Die Öffentlichkeit in Cherson und der Chef des ukrainischen Militärs in der Region Cherson sagen, dass die gestrige Ankündigung mit Vorsicht zu genießen sei. Es gibt keine Anzeichen dafür, dass die russische Regierung loslässt.
Igor Konaschenkow, Sprecher des Verteidigungsministeriums in Moskau, sagte dagegen heute Morgen, die Evakuierung habe begonnen. „Russische Streitkräfte bewegen sich gemäß einem vorher festgelegten Plan zu bestimmten Positionen am linken Ufer des Dnjepr“, sagte er.
Sagt, die Armee kämpft
Joe Biden, der Präsident der Vereinigten Staaten, hat die Neuigkeiten gestern Abend bei seiner ersten Pressekonferenz nach der Wahl am Dienstag kurz erörtert. Er sagte interessanterweise, dass Russland mit der Ankündigung der Evakuierung bis nach den Wahlen im Westen gewartet habe. Die Entscheidung wäre ein Beweis dafür, dass das russische Militär in der Ukraine zu kämpfen hat.
Der Präsident fügte hinzu, es bleibe abzuwarten, ob diese jüngsten Nachrichten und die Bedingungen nach dem Winter die Ukraine dazu bringen würden, eine Einigung mit Russland zu erzielen.
Überwachung der Situation in Cherson
Nato-Generalsekretär Jens Stoltenberg sagte heute auf einer Pressekonferenz in Rom, dass die Nachrichten aus Cherson in den kommenden Tagen aufmerksam verfolgt werden. Er machte deutlich, dass die russische Armee im Moment unter großem Druck stehe und es ein weiterer Sieg für die ukrainische Armee wäre, wenn er die Stadt verlasse.
Auswanderung braucht Zeit
Laut Militärexperten ist es nicht ungewöhnlich, dass die russische Armee einen Tag nach Bekanntgabe der Evakuierung immer noch in Cherson ist. Einer von ihnen ist Mick Ryan, ein Experte für russische Angelegenheiten am CNA-Forschungsinstitut in den Vereinigten Staaten. Er schreibt heute auf Twitter, dass eine Operation dieser Art viele Tage und sogar Wochen dauert. Samir Puri vom International Institute for Strategic Studies stimmt in einem Interview mit der BBC zu. Er sagt auch, dass Russlands gestrige Ankündigung nicht nachvollziehbar sei. Es scheint, dass sie den Ukrainern Cherson geschenkt haben, aber es muss etwas dahinter stecken.

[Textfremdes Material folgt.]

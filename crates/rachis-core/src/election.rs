//! # election
//!
//! why: decide who may lead a term, and when a node should try
//! relations: driven by node.rs; quorum counting delegated to topology.rs Membership
//! what: randomized ElectionTimer, Campaign vote tally, vote and pre-vote granting rules

use std::collections::BTreeSet;

use rand::rngs::StdRng;
use rand::{Rng, SeedableRng};

use crate::log::RaftLog;
use crate::storage::Vote;
use crate::topology::Membership;
use crate::{LogIndex, NodeId, Term};

/// Randomized election timeout. Every reset draws a fresh timeout so that
/// nodes which timed out together rarely do so again.
#[derive(Debug)]
pub struct ElectionTimer {
    rng: StdRng,
    min: u64,
    max: u64,
    timeout: u64,
    elapsed: u64,
}

impl ElectionTimer {
    pub fn new(min: u64, max: u64, seed: Option<u64>) -> Self {
        let rng = match seed {
            Some(seed) => StdRng::seed_from_u64(seed),
            None => StdRng::from_entropy(),
        };
        let mut timer = Self { rng, min, max, timeout: max, elapsed: 0 };
        timer.reset();
        timer
    }

    pub fn reset(&mut self) {
        self.elapsed = 0;
        self.timeout = self.rng.gen_range(self.min..=self.max);
    }

    /// Advance by `ms`; true once the timeout has elapsed.
    pub fn advance(&mut self, ms: u64) -> bool {
        self.elapsed = self.elapsed.saturating_add(ms);
        self.elapsed >= self.timeout
    }

    /// Time since the last reset.
    pub fn elapsed(&self) -> u64 {
        self.elapsed
    }

    pub fn timeout(&self) -> u64 {
        self.timeout
    }
}

/// Vote tally for one campaign (a pre-vote round or a real election).
#[derive(Debug, Clone)]
pub struct Campaign {
    pub term: Term,
    granted: BTreeSet<NodeId>,
    rejected: BTreeSet<NodeId>,
}

impl Campaign {
    /// A campaign already holding the candidate's own vote.
    pub fn new(candidate: NodeId, term: Term) -> Self {
        Self {
            term,
            granted: BTreeSet::from([candidate]),
            rejected: BTreeSet::new(),
        }
    }

    /// Record a voter's answer. Repeated answers from one voter count once,
    /// and the first answer wins.
    pub fn record(&mut self, voter: NodeId, granted: bool) {
        if self.granted.contains(&voter) || self.rejected.contains(&voter) {
            return;
        }
        if granted {
            self.granted.insert(voter);
        } else {
            self.rejected.insert(voter);
        }
    }

    pub fn granted(&self) -> &BTreeSet<NodeId> {
        &self.granted
    }

    pub fn is_won(&self, membership: &Membership) -> bool {
        membership.has_vote_quorum(&self.granted)
    }
}

/// Whether to grant a vote to `candidate` for `term`.
///
/// The caller has already adopted `term` if it was newer, so `vote.term`
/// equals `term` for any request that is not stale.
pub fn should_grant_vote(
    vote: &Vote,
    log: &RaftLog,
    term: Term,
    candidate: NodeId,
    last_log_index: LogIndex,
    last_log_term: Term,
) -> bool {
    if term < vote.term {
        return false;
    }
    if vote.voted_for.is_some_and(|v| v != candidate) {
        return false;
    }
    log.is_up_to_date(last_log_index, last_log_term)
}

/// Whether to grant a pre-vote for the prospective `term`.
///
/// A node that still hears from a live leader refuses, which keeps a
/// rejoining node from disrupting a healthy cluster.
pub fn should_grant_pre_vote(
    current_term: Term,
    log: &RaftLog,
    leader_alive: bool,
    term: Term,
    last_log_index: LogIndex,
    last_log_term: Term,
) -> bool {
    term > current_term && !leader_alive && log.is_up_to_date(last_log_index, last_log_term)
}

Es ist schwer herauszufinden, also müssen wir jetzt nur abwarten und sehen.
Dahinter steckt keine Freundlichkeit
Wolodymyr Zelenzky, der Präsident der Ukraine, erwähnte gestern Abend in seiner täglichen Ansprache an die Nation, dass es sicherlich ein Grund zum Feiern wäre, wenn die russische Armee Cherson verlassen würde, aber die Nachricht sollte sicherlich nicht zu sehr gefeiert werden – mehr als alles andere in der Krieg. Es muss etwas dahinter stecken. Russland machte den Ukrainern keine Geschenke. Etwas anderes als Freundlichkeit steckte hinter der Tatsache, dass sie davonkamen.
Mark Milley, Stabschef und Vorsitzender des US-Militärrates, sagte gestern bei einem Treffen, dass seit Beginn der Invasion in der Ukraine im Februar über hunderttausend russische Soldaten gestorben oder verwundet worden seien. Die Verluste in der ukrainischen Armee wären ähnlich. Außerdem hätte die Invasion rund vierzigtausend ukrainischen Bürgern das Leben gekostet. Der General sagte, die Invasion sei ein großer Fehler gewesen, den das russische Volk noch lange fressen müsse.